Stored items
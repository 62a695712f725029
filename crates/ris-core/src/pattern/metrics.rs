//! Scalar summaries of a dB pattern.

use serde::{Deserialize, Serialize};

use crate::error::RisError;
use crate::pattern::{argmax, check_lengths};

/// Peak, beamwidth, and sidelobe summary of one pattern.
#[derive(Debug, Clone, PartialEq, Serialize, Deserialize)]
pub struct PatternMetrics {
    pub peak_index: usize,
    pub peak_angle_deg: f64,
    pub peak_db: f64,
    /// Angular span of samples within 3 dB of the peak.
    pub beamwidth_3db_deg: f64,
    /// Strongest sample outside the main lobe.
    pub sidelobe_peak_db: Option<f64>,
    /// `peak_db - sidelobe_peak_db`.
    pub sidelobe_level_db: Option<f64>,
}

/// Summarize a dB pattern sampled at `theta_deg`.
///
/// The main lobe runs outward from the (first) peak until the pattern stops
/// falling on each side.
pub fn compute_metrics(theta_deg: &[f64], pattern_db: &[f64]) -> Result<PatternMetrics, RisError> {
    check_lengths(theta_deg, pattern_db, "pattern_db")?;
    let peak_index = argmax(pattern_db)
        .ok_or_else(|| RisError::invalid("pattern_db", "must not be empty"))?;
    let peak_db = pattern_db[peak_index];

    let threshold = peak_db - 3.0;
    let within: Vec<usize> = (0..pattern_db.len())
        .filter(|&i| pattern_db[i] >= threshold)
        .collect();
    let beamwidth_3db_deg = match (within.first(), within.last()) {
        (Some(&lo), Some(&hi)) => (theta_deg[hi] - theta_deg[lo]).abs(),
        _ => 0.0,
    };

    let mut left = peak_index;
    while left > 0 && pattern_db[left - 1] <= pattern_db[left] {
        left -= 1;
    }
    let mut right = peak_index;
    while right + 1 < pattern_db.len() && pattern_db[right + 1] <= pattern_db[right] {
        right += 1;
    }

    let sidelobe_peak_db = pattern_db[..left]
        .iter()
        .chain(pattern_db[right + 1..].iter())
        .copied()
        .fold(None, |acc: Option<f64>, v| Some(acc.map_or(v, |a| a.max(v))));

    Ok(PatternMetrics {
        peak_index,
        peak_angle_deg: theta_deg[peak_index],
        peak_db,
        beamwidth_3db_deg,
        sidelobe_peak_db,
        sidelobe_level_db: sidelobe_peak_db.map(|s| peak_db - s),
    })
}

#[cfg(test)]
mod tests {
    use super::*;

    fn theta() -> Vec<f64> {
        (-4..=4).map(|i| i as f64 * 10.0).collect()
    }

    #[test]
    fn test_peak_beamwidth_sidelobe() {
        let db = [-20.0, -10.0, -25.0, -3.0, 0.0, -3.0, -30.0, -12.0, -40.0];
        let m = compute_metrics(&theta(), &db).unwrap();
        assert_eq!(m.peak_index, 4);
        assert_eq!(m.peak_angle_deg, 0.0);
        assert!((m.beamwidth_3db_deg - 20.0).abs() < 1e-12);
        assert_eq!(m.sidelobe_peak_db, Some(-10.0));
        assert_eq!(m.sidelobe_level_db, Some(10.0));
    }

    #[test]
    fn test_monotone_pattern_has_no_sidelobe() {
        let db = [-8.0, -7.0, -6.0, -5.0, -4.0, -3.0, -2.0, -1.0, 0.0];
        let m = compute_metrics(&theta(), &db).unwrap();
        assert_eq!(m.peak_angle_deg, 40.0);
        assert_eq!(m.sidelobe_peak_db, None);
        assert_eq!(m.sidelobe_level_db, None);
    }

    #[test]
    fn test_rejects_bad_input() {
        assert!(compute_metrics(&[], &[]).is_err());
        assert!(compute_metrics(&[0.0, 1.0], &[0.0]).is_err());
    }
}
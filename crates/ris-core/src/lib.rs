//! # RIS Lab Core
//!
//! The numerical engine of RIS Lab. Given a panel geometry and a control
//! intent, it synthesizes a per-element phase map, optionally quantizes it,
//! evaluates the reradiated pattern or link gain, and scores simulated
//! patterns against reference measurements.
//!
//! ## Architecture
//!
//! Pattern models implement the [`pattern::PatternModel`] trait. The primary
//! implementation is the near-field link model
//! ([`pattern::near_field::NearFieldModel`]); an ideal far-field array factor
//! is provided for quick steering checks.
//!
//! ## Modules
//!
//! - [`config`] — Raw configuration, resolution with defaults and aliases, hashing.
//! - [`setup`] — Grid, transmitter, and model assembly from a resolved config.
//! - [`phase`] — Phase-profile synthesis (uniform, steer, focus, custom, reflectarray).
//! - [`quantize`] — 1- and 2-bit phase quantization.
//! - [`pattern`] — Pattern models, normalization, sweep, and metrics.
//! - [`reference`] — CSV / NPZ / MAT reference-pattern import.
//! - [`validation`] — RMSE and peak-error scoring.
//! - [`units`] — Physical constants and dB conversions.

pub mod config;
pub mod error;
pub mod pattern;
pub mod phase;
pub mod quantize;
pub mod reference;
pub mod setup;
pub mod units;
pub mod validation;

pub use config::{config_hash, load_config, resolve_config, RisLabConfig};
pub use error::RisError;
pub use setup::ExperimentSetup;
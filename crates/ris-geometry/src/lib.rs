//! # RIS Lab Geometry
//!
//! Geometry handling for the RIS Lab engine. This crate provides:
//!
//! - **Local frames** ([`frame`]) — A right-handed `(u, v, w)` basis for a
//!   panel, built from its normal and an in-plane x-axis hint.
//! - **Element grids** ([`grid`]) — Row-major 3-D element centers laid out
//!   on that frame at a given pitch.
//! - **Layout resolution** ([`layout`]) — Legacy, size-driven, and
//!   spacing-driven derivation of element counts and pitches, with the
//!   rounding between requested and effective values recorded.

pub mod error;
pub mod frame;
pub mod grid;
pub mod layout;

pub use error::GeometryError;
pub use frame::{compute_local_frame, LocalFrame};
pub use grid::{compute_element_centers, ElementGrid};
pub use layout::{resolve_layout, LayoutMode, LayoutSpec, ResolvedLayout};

» **WHAT YOU NEED TO DO**:
Once more, write out the records above, exactly as they stand.

» **EXPECTED ANSWER**:
repository 62a695712f725029
filename crates/ris-core/src/pattern/metrics.rs
//! Scalar summaries of a dB pattern.

use serde::{Deserialize, Serialize};

use crate::error::RisError;
use crate::pattern::{argmax, check_lengths};

/// Peak, beamwidth, and sidelobe summary of one pattern.
#[derive(Debug, Clone, PartialEq, Serialize, Deserialize)]
pub struct PatternMetrics {
    pub peak_index: usize,
    pub peak_angle_deg: f64,
    pub peak_db: f64,
    /// Angular span of samples within 3 dB of the peak.
    pub beamwidth_3db_deg: f64,
    /// Strongest sample outside the main lobe.
    pub sidelobe_peak_db: Option<f64>,
    /// `peak_db - sidelobe_peak_db`.
    pub sidelobe_level_db: Option<f64>,
}

/// Summarize a dB pattern sampled at `theta_deg`.
///
/// The main lobe runs outward from the (first) peak until the pattern stops
/// falling on each side.
pub fn compute_metrics(theta_deg: &[f64], pattern_db: &[f64]) -> Result<PatternMetrics, RisError> {
    check_lengths(theta_deg, pattern_db, "pattern_db")?;
    let peak_index = argmax(pattern_db)
        .ok_or_else(|| RisError::invalid("pattern_db", "must not be empty"))?;
    let peak_db = pattern_db[peak_index];

    let threshold = peak_db - 3.0;
    let within: Vec<usize> = (0..pattern_db.len())
        .filter(|&i| pattern_db[i] >= threshold)
        .collect();
    let beamwidth_3db_deg = match (within.first(), within.last()) {
        (Some(&lo), Some(&hi)) => (theta_deg[hi] - theta_deg[lo]).abs(),
        _ => 0.0,
    };

    let mut left = peak_index;
    while left > 0 && pattern_db[left - 1] <= pattern_db[left] {
        left -= 1;
    }
    let mut right = peak_index;
    while right + 1 < pattern_db.len() && pattern_db[right + 1] <= pattern_db[right] {
        right += 1;
    }

    let sidelobe_peak_db = pattern_db[..left]
        .iter()
        .chain(pattern_db[right + 1..].iter())
        .copied()
        .fold(None, |acc: Option<f64>, v| Some(acc.map_or(v, |a| a.max(v))));

    Ok(PatternMetrics {
        peak_index,
        peak_angle_deg: theta_deg[peak_index],
        peak_db,
        beamwidth_3db_deg,
        sidelobe_peak_db,
        sidelobe_level_db: sidelobe_peak_db.map(|s| peak_db - s),
    })
}

#[cfg(test)]
mod tests {
    use super::*;

    fn theta() -> Vec<f64> {
        (-4..=4).map(|i| i as f64 * 10.0).collect()
    }

    #[test]
    fn test_peak_beamwidth_sidelobe() {
        let db = [-20.0, -10.0, -25.0, -3.0, 0.0, -3.0, -30.0, -12.0, -40.0];
        let m = compute_metrics(&theta(), &db).unwrap();
        assert_eq!(m.peak_index, 4);
        assert_eq!(m.peak_angle_deg, 0.0);
        assert!((m.beamwidth_3db_deg - 20.0).abs() < 1e-12);
        assert_eq!(m.sidelobe_peak_db, Some(-10.0));
        assert_eq!(m.sidelobe_level_db, Some(10.0));
    }

    #[test]
    fn test_monotone_pattern_has_no_sidelobe() {
        let db = [-8.0, -7.0, -6.0, -5.0, -4.0, -3.0, -2.0, -1.0, 0.0];
        let m = compute_metrics(&theta(), &db).unwrap();
        assert_eq!(m.peak_angle_deg, 40.0);
        assert_eq!(m.sidelobe_peak_db, None);
        assert_eq!(m.sidelobe_level_db, None);
    }

    #[test]
    fn test_rejects_bad_input() {
        assert!(compute_metrics(&[], &[]).is_err());
        assert!(compute_metrics(&[0.0, 1.0], &[0.0]).is_err());
    }
}
filename crates/ris-core/src/lib.rs
//! # RIS Lab Core
//!
//! The numerical engine of RIS Lab. Given a panel geometry and a control
//! intent, it synthesizes a per-element phase map, optionally quantizes it,
//! evaluates the reradiated pattern or link gain, and scores simulated
//! patterns against reference measurements.
//!
//! ## Architecture
//!
//! Pattern models implement the [`pattern::PatternModel`] trait. The primary
//! implementation is the near-field link model
//! ([`pattern::near_field::NearFieldModel`]); an ideal far-field array factor
//! is provided for quick steering checks.
//!
//! ## Modules
//!
//! - [`config`] — Raw configuration, resolution with defaults and aliases, hashing.
//! - [`setup`] — Grid, transmitter, and model assembly from a resolved config.
//! - [`phase`] — Phase-profile synthesis (uniform, steer, focus, custom, reflectarray).
//! - [`quantize`] — 1- and 2-bit phase quantization.
//! - [`pattern`] — Pattern models, normalization, sweep, and metrics.
//! - [`reference`] — CSV / NPZ / MAT reference-pattern import.
//! - [`validation`] — RMSE and peak-error scoring.
//! - [`units`] — Physical constants and dB conversions.

pub mod config;
pub mod error;
pub mod pattern;
pub mod phase;
pub mod quantize;
pub mod reference;
pub mod setup;
pub mod units;
pub mod validation;

pub use config::{config_hash, load_config, resolve_config, RisLabConfig};
pub use error::RisError;
pub use setup::ExperimentSetup;
filename crates/ris-geometry/src/lib.rs
//! # RIS Lab Geometry
//!
//! Geometry handling for the RIS Lab engine. This crate provides:
//!
//! - **Local frames** ([`frame`]) — A right-handed `(u, v, w)` basis for a
//!   panel, built from its normal and an in-plane x-axis hint.
//! - **Element grids** ([`grid`]) — Row-major 3-D element centers laid out
//!   on that frame at a given pitch.
//! - **Layout resolution** ([`layout`]) — Legacy, size-driven, and
//!   spacing-driven derivation of element counts and pitches, with the
//!   rounding between requested and effective values recorded.

pub mod error;
pub mod frame;
pub mod grid;
pub mod layout;

pub use error::GeometryError;
pub use frame::{compute_local_frame, LocalFrame};
pub use grid::{compute_element_centers, ElementGrid};
pub use layout::{resolve_layout, LayoutMode, LayoutSpec, ResolvedLayout};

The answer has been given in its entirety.